Riprendiamo con la cronologia della Seconda fase (2003-2006):
- dicembre 2003: pacchi bomba contro varie istituzioni europee: Banca Centrale Europea, Europol, Eurojust, ufficio al capogruppo del Partito Popolare Europeo, ufficio di un membro del Partito Socialista Europeo. Lo stesso presidente della commissione Europea Romano Prodi riceve a casa due plichi, uno esplosivo, l'altro incendiario. La campagna, denominata “Santa Claus”, sancisce l'atto di nascita della FAI.

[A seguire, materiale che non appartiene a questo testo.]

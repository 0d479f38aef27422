use serde::{Deserialize, Serialize};
use std::fmt;
use std::str::FromStr;
use thiserror::Error;

#[derive(Debug, Clone, Copy, Default, PartialEq, Eq, Hash, Serialize, Deserialize)]
#[serde(rename_all = "snake_case")]
pub enum PrintFormat {
    #[default]
    #[serde(alias = "etiqueta")]
    Label,
    A4,
}

/// Page and container box for one print format.
#[derive(Debug, Clone, Copy, PartialEq, Eq)]
pub struct PageGeometry {
    pub page_size: &'static str,
    pub width: &'static str,
    pub height: &'static str,
    pub padding: &'static str,
    pub content_height: &'static str,
    pub max_width: Option<&'static str>,
    pub centered: bool,
}

impl PrintFormat {
    pub fn as_str(&self) -> &'static str {
        match self {
            PrintFormat::Label => "label",
            PrintFormat::A4 => "a4",
        }
    }

    pub fn display_name(&self) -> &'static str {
        match self {
            PrintFormat::Label => "Formato Etiqueta (100x150mm)",
            PrintFormat::A4 => "Formato A4",
        }
    }

    pub fn geometry(&self) -> PageGeometry {
        match self {
            PrintFormat::Label => PageGeometry {
                page_size: "100mm 150mm",
                width: "100mm",
                height: "150mm",
                padding: "5mm",
                content_height: "100%",
                max_width: None,
                centered: false,
            },
            PrintFormat::A4 => PageGeometry {
                page_size: "A4",
                width: "210mm",
                height: "auto",
                padding: "10mm",
                content_height: "auto",
                max_width: Some("190mm"),
                centered: true,
            },
        }
    }
}

impl PageGeometry {
    pub fn margin(&self) -> &'static str {
        if self.centered { "0 auto" } else { "0" }
    }
}

impl fmt::Display for PrintFormat {
    fn fmt(&self, f: &mut fmt::Formatter<'_>) -> fmt::Result {
        f.write_str(self.as_str())
    }
}

#[derive(Debug, Error, PartialEq, Eq)]
#[error("unknown print format `{0}`")]
pub struct UnknownPrintFormat(pub String);

impl FromStr for PrintFormat {
    type Err = UnknownPrintFormat;

    fn from_str(raw: &str) -> Result<Self, Self::Err> {
        match raw.trim().to_ascii_lowercase().as_str() {
            "label" | "etiqueta" => Ok(PrintFormat::Label),
            "a4" => Ok(PrintFormat::A4),
            _ => Err(UnknownPrintFormat(raw.to_string())),
        }
    }
}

- Marzo 2004: due bombe contro il commissariato Sturla di Genova
- Aprile 2004: due pacchi bomba spediti ai dirigenti del DAP
- Novembre 2004: bomba contro una sede Manpower di Milano
- Dicembre 2004: pacchi bomba alla sede del SAPPE e all’Associazione Nazionale Carabinieri di Roma
- Marzo 2005: attacchi esplosivi alle caserme dei Carabinieri di Pra e Voltri a Genova e presso la caserma di via Monti a Milano (motivo: la morte del giovane Marcello Lonzi nel carcere di Livorno); bomba contro il tribunale di Ostia a Roma;
- maggio 2005. campagna di solidarietà ai migranti: bombe al CPT di Modena, al questore di Lecce, ai vigili urbani di Torino;
- ottobre 2005: due bombe contro la sede dei RIS di Parma e pacco bomba al sindaco di Bologna Cofferati;
- giugno 2006: due bombe contro la scuola allievi carabinieri di Fossano;
- luglio 2006: pacchi bomba a Beppe Fossati (direttore di Torino Cronaca), alla ditta Coema (che lavora all'ampliamento del CPT di Torino) e a Chiamparino, sindaco del capoluogo piemontese;
Le imprese elencate dal
comunicato del 2006 si fermano qui. Nel testo, gli anarchici
informali si vantano di aver ottenuto con questi atti grande risalto
mediatico e di non aver subito arresti, ma riconoscono che le masse
non si sono ancora entusiasticamente unite a loro.
Ricostruire l'operato
della federazione dal 2006 ad oggi è un po' più difficile, poiché
bisogna ricostruire i fatti cercando con pazienza sui siti dei vari
quotidiani, con il rischio di lasciarsi scappare qualcosa. Ecco
quanto sono riuscito a recuperare:
- ottobre 2009: ordigni esplosivi vengono lanciati contro la camera di commercio italo-greca a Salonicco. Rivendica il “consiglio per la distruzione dell'ordine”, in risposta all'arresto in Grecia dell'anarchico italiano Alfredo Bonanno.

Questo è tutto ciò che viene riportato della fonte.